The International Pole and Aerial Sports Federation (IPSF) is a not-for-profit global organization that has been recognized as an Observer Member by the Global Association of International Sports Federations (GAISF) as the international governing body for pole sports. It is also a member of The Association for International Sport for All (TAFISA). The IPSF is the umbrella organization for national pole federations and hosts the annual World Pole and Aerial Championships.

== Background and history ==
Pole sports involves the use of metal poles where athletes engage in acrobatic and artistic movements and tricks choreographed to music. In the 1990s and 2000s, pole dance developed into a fitness activity. In 2009, Katie Coates and Tim Trautman formed the IPSF to promote pole as a sport. They felt that as pole dance was developing as a sport, it was spread out in local competitions with irregular standards, and they wanted to bring structure and fair play to further its development and professionalization. The IPSF is governed by an executive committee.

The IPSF has created rules and regulations to govern pole sports, such as a code of points, policies regarding health and safety, and certification for sports officials. National federations work with the IPSF on implementing these standards in national pole sports competitions. National pole sports federations associated with the IPSF now exist in multiple continents, from Africa to Asia, and other federations are in the process of creating a structured plan to become endorsed by the IPSF. National federations send their top competitors to the World Pole Championships hosted by the IPSF. The IPSF is one of the signatories of the World Anti-Doping Code through the World Anti-Doping Agency (a code which arose through the impetus of the International Olympic Committee (IOC)). In 2012, the IPSF began the annual World Pole Championships where men, women, and youth athletes compete. In 2017, 229 athletes from 36 countries participated. Viewers could view the competition live online via livestream. The IPSF has partnered with SolidSport to produce and promote viewership of the championships.
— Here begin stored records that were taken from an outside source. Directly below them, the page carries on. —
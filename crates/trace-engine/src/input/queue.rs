/// Pointer events the recognizer understands, in raw device coordinates.
/// Only a single contact is modeled; the input layer filters out others.
#[derive(Debug, Clone, Copy, PartialEq)]
pub enum PointerEvent {
    /// A touch/click began.
    Down { x: f32, y: f32 },
    /// A touch/cursor moved.
    Move { x: f32, y: f32 },
    /// A touch/click ended.
    Up { x: f32, y: f32 },
    /// The pointer left the tracing surface.
    Leave,
}

/// Pointer events buffered between ticks, oldest first.
#[derive(Debug, Default)]
pub struct InputQueue {
    pending: Vec<PointerEvent>,
}

impl InputQueue {
    pub fn new() -> Self {
        Self::default()
    }

    pub fn push(&mut self, event: PointerEvent) {
        self.pending.push(event);
    }

    /// Take everything queued so far.
    pub fn drain(&mut self) -> Vec<PointerEvent> {
        std::mem::take(&mut self.pending)
    }

    pub fn is_empty(&self) -> bool {
        self.pending.is_empty()
    }

    /// Discard pending input, e.g. on "play again".
    pub fn clear(&mut self) {
        self.pending.clear();
    }
}
use glam::Vec3;

use crate::error::PathError;

/// An indexed sample point along a stroke's intended trajectory.
#[derive(Debug, Clone, Copy, PartialEq)]
pub struct Checkpoint {
    /// Position within the owning stroke.
    pub index: usize,
    /// Position in path-space.
    pub pos: Vec3,
}

/// One continuous pen-down segment of a glyph.
#[derive(Debug, Clone, PartialEq)]
pub struct Stroke {
    checkpoints: Vec<Checkpoint>,
}

impl Stroke {
    /// Build a stroke from ordered points. Indices are assigned in order.
    pub fn new(points: impl IntoIterator<Item = Vec3>) -> Self {
        let checkpoints = points
            .into_iter()
            .enumerate()
            .map(|(index, pos)| Checkpoint { index, pos })
            .collect();
        Self { checkpoints }
    }

    /// Build a stroke on the z = 0 plane from `[x, y]` pairs.
    pub fn from_xy(points: &[[f32; 2]]) -> Self {
        Self::new(points.iter().map(|&[x, y]| Vec3::new(x, y, 0.0)))
    }

    pub fn checkpoints(&self) -> &[Checkpoint] {
        &self.checkpoints
    }

    pub fn len(&self) -> usize {
        self.checkpoints.len()
    }

    pub fn is_empty(&self) -> bool {
        self.checkpoints.is_empty()
    }

    pub fn first(&self) -> Option<&Checkpoint> {
        self.checkpoints.first()
    }

    /// Index of the final checkpoint. Reaching it completes the stroke.
    pub fn last_index(&self) -> usize {
        self.checkpoints.len().saturating_sub(1)
    }

    pub fn get(&self, index: usize) -> Option<&Checkpoint> {
        self.checkpoints.get(index)
    }

    fn validate(&self, stroke: usize) -> Result<(), PathError> {
        if self.checkpoints.len() < 2 {
            return Err(PathError::TooFewCheckpoints {
                stroke,
                count: self.checkpoints.len(),
            });
        }
        for cp in &self.checkpoints {
            if !cp.pos.is_finite() {
                return Err(PathError::NonFinite { stroke, index: cp.index });
            }
        }
        for w in self.checkpoints.windows(2) {
            if w[0].pos == w[1].pos {
                return Err(PathError::CoincidentCheckpoints { stroke, index: w[0].index });
            }
        }
        Ok(())
    }
}

/// The immutable definition of a traceable glyph: ordered strokes of ordered checkpoints.
///
/// Only obtainable through [`ReferencePath::load`], so every instance has at
/// least one stroke, every stroke has at least two checkpoints, and no stroke
/// contains a zero-length segment.
#[derive(Debug, Clone, PartialEq)]
pub struct ReferencePath {
    strokes: Vec<Stroke>,
}

impl ReferencePath {
    /// Validate and freeze a set of strokes.
    pub fn load(strokes: Vec<Stroke>) -> Result<Self, PathError> {
        if strokes.is_empty() {
            return Err(PathError::NoStrokes);
        }
        for (i, stroke) in strokes.iter().enumerate() {
            stroke.validate(i)?;
        }
        log::debug!(
            "reference path loaded: {} strokes, {} checkpoints",
            strokes.len(),
            strokes.iter().map(Stroke::len).sum::<usize>()
        );
        Ok(Self { strokes })
    }

    /// Check the density precondition: every gap between consecutive
    /// checkpoints must be smaller than the matching radius.
    pub fn validate_density(&self, tolerance_radius: f32) -> Result<(), PathError> {
        for (stroke, s) in self.strokes.iter().enumerate() {
            for w in s.checkpoints.windows(2) {
                let gap = w[0].pos.distance(w[1].pos);
                if gap >= tolerance_radius {
                    return Err(PathError::TooSparse {
                        stroke,
                        index: w[0].index,
                        gap,
                        tolerance: tolerance_radius,
                    });
                }
            }
        }
        Ok(())
    }

    pub fn stroke_count(&self) -> usize {
        self.strokes.len()
    }

    pub fn stroke(&self, stroke: usize) -> Option<&Stroke> {
        self.strokes.get(stroke)
    }

    pub fn strokes(&self) -> impl Iterator<Item = &Stroke> {
        self.strokes.iter()
    }

    /// Number of checkpoints in a stroke (0 when the stroke does not exist).
    pub fn checkpoint_count(&self, stroke: usize) -> usize {
        self.strokes.get(stroke).map_or(0, Stroke::len)
    }

    pub fn checkpoint(&self, stroke: usize, index: usize) -> Option<&Checkpoint> {
        self.strokes.get(stroke)?.get(index)
    }

    /// A copy of this path moved by `offset`, e.g. to place a glyph on a board.
    /// The moved strokes go back through [`ReferencePath::load`]: a non-finite
    /// offset, or one large enough to round neighbours together, is an error.
    pub fn translated(&self, offset: Vec3) -> Result<Self, PathError> {
        let strokes = self
            .strokes
            .iter()
            .map(|s| Stroke::new(s.checkpoints.iter().map(|cp| cp.pos + offset)))
            .collect();
        Self::load(strokes)
    }
}
use serde::{Deserialize, Serialize};

use crate::modules::provider::domain::value_objects::ModuleId;

/// One anime search hit, produced by a module's searcher
#[derive(Debug, Clone, PartialEq, Serialize, Deserialize)]
pub struct AnimeMeta {
    pub title: String,
    pub cover_url: String,
    pub category: String,
    pub description: String,
    /// Locator handed to the detail parser
    pub detail_url: String,
    /// Module that produced this hit
    pub module: ModuleId,
}

impl AnimeMeta {
    pub fn new(module: ModuleId, title: impl Into<String>, detail_url: impl Into<String>) -> Self {
        Self {
            title: title.into(),
            cover_url: String::new(),
            category: String::new(),
            description: String::new(),
            detail_url: detail_url.into(),
            module,
        }
    }
}

/// One playable episode; `raw_url` usually still needs url parsing
#[derive(Debug, Clone, PartialEq, Serialize, Deserialize)]
pub struct Anime {
    pub name: String,
    pub raw_url: String,
    pub module: ModuleId,
}

impl Anime {
    pub fn new(module: ModuleId, name: impl Into<String>, raw_url: impl Into<String>) -> Self {
        Self {
            name: name.into(),
            raw_url: raw_url.into(),
            module,
        }
    }
}

#[derive(Debug, Clone, Default, PartialEq, Serialize, Deserialize)]
pub struct AnimePlayList {
    pub name: String,
    pub items: Vec<Anime>,
}

/// Parsed anime detail page. `AnimeDetail::default()` is the "not found" value.
#[derive(Debug, Clone, Default, PartialEq, Serialize, Deserialize)]
pub struct AnimeDetail {
    pub title: String,
    pub cover_url: String,
    pub description: String,
    pub category: String,
    pub module: Option<ModuleId>,
    pub playlists: Vec<AnimePlayList>,
}

impl AnimeDetail {
    pub fn is_empty(&self) -> bool {
        self.playlists.iter().all(|list| list.items.is_empty())
    }

    pub fn episode_count(&self) -> usize {
        self.playlists.iter().map(|list| list.items.len()).sum()
    }
}

/// Direct link resolved from an episode's raw url
#[derive(Debug, Clone, Default, PartialEq, Serialize, Deserialize)]
pub struct AnimeInfo {
    pub real_url: String,
    /// Container format hint, e.g. `mp4` or `hls`
    pub format: String,
    /// Size in bytes when the provider reports one
    pub size: Option<u64>,
    /// Seconds the link stays valid, when known
    pub lifetime: Option<u64>,
}

impl AnimeInfo {
    pub fn new(real_url: impl Into<String>) -> Self {
        Self {
            real_url: real_url.into(),
            ..Self::default()
        }
    }

    pub fn is_available(&self) -> bool {
        !self.real_url.trim().is_empty()
    }
}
The IPSF has met with the International Olympic Committee (IOC) and has stated that one of its goals is to make pole sports an Olympic sport. Their efforts to do so have generated international media attention for pole sports, the IPSF and its founders. Most recently, the IPSF applied to SportAccord in 2015, and was formally granted observer status by GAISF in 2017. The IPSF is in the process of receiving recognition from both AIMS and SportAccord. The media has questioned the purpose of the IPSF and whether it can be a professional sport, especially for youth athletes; the media has also reported on IPSF efforts to standardize the sport, the athleticism required within the championships the IPSF organizes, and IPSF inclusion of a range of age categories, from child athletes to masters athletes in championships. Some pole dancers are concerned that the IPSF's efforts and professionalization will promote pole sports over other forms of pole dance, for example making poling more athletic, standardized, and trick heavy to the neglect of artistry. However, other pole dancers believe that it would bring greater international recognition to the sport, potentially prompting greater funding and support for national federations and more participation from youth. Some of the IPSF's standards are designed to separate pole sports from gymnastics. The IPSF signed a three-way agreement with GAISF and FIG (the Federation of International Gymnastics) specifying conditions whereby FIG would support the IPSF's entry into GAISF.

== Disciplines ==
In addition to pole sports, the IPSF has created codes and standards for competitions in the disciplines of ultra pole, artistic pole, and para pole. Ultra pole involves rounds of trick battles between participants. Artistic pole puts more emphasis on artistic elements compared to pole sports. Para pole has been developed in line with Paralympic and Special Olympic criteria to now include four categories, muscle, limb and sight deficiency, as well as intellectual impairment. The IPSF has also added Aerial Hoop, Aerial Pole and Aerial Silks disciplines.